- _TASK TO COMPLETE_
For the records below, tally the lines that contain "BufReader" and give only that number.

- _EXTRACTED DATA_
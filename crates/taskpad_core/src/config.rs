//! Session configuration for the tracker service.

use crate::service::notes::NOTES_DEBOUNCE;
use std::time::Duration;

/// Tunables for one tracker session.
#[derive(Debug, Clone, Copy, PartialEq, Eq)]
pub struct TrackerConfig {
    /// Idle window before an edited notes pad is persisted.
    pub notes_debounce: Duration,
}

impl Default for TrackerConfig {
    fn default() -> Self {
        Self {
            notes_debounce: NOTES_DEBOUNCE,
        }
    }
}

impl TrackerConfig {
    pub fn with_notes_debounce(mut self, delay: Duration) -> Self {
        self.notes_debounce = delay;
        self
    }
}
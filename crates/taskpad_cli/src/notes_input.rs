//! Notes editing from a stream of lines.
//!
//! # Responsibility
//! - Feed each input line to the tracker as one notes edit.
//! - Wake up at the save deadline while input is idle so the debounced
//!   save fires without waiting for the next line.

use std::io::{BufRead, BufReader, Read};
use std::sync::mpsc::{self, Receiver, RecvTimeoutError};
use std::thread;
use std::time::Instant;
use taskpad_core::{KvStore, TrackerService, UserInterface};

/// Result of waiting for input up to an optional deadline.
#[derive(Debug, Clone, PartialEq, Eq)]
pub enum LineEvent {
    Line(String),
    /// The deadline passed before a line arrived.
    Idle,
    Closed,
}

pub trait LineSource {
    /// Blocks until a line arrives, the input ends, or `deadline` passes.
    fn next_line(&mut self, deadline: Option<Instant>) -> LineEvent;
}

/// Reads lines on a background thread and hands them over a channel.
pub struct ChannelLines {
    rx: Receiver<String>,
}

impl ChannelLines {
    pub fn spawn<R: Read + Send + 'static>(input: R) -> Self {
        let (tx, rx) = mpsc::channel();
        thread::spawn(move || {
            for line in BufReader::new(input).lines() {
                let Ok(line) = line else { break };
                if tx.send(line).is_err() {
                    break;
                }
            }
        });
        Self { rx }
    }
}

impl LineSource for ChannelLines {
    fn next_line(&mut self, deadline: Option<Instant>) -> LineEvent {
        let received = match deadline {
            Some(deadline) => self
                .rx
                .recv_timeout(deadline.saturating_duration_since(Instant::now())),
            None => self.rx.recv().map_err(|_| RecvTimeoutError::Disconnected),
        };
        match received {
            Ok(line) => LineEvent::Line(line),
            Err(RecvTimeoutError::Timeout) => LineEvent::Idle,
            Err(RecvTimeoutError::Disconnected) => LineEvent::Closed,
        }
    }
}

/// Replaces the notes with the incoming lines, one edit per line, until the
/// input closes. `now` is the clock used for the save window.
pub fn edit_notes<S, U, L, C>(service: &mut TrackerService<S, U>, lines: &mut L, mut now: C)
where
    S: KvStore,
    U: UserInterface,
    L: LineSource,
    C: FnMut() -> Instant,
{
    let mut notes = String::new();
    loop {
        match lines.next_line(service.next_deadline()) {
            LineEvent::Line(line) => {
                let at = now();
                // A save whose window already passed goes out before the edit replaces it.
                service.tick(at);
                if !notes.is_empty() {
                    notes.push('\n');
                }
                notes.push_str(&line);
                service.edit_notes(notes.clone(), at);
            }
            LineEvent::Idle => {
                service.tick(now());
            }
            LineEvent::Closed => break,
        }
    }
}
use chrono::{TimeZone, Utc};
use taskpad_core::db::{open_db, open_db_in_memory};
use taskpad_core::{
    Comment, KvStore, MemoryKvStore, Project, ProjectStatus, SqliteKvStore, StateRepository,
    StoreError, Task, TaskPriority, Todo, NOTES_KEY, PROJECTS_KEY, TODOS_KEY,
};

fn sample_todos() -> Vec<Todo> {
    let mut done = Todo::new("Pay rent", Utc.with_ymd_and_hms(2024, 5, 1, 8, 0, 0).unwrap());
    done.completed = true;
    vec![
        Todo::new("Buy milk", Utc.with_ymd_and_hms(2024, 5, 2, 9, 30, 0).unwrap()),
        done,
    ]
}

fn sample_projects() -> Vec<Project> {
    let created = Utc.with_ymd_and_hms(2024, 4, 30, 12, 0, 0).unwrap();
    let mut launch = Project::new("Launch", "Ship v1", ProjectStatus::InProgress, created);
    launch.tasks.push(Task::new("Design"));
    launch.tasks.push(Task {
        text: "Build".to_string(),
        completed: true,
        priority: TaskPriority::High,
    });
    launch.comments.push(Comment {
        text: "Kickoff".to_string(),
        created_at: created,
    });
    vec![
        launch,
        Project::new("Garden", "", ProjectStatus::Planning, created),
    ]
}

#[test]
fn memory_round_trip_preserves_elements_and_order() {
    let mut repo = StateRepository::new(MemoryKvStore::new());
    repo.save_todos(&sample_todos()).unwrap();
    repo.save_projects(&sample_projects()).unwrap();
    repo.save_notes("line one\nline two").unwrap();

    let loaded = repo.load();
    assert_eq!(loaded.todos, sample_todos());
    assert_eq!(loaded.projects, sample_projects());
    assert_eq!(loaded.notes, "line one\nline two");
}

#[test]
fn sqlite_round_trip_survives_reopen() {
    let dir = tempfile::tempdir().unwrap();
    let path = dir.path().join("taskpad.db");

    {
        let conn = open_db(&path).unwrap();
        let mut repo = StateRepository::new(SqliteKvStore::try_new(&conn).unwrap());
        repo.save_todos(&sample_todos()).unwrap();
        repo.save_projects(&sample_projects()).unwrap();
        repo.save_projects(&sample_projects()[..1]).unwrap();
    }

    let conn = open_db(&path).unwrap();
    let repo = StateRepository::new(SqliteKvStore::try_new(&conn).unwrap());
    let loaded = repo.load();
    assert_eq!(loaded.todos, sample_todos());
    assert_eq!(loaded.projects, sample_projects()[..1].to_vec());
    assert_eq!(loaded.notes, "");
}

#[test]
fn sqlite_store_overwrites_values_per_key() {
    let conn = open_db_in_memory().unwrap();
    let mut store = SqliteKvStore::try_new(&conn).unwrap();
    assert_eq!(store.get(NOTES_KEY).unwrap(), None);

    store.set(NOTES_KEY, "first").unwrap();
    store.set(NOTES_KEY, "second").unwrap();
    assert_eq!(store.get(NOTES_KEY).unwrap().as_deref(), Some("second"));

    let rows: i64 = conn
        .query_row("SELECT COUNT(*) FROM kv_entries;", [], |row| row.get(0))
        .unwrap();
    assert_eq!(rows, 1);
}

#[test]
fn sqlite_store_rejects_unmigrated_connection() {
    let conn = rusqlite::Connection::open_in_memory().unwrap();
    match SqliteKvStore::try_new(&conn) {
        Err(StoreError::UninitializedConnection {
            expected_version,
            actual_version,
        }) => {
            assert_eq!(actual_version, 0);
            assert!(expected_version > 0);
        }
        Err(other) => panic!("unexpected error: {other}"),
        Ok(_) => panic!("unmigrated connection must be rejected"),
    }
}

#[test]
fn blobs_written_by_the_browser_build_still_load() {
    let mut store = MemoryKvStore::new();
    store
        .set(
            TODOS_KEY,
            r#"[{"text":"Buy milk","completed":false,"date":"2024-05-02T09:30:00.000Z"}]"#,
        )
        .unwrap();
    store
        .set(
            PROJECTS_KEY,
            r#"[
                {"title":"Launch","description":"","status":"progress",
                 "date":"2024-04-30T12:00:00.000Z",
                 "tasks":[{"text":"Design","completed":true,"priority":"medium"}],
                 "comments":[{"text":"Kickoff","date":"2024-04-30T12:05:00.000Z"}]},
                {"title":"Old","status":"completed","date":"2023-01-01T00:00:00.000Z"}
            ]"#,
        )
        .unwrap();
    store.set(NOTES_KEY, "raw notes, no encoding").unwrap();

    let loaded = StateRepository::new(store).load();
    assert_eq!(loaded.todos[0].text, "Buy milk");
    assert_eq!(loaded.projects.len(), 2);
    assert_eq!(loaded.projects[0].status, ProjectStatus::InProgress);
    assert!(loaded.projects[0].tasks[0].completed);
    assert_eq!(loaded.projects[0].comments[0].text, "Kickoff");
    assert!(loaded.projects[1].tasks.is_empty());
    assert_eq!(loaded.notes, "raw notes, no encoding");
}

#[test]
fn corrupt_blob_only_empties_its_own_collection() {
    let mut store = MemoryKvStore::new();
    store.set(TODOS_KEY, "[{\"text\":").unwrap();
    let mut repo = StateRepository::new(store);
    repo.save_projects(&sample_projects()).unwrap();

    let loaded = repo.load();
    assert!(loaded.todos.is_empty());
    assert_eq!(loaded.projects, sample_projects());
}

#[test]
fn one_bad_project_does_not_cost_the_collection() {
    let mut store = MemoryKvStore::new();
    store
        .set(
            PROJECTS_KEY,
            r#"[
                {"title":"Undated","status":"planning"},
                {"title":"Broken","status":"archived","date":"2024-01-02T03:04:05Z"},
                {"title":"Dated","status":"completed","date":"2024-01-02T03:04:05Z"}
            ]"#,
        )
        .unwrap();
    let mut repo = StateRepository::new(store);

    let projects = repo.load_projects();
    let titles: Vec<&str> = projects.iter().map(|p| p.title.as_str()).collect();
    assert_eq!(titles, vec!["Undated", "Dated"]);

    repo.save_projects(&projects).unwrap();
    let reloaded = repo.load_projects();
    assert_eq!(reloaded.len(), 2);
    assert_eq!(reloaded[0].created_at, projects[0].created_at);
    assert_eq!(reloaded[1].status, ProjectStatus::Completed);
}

- _RESPONSE BOX_
2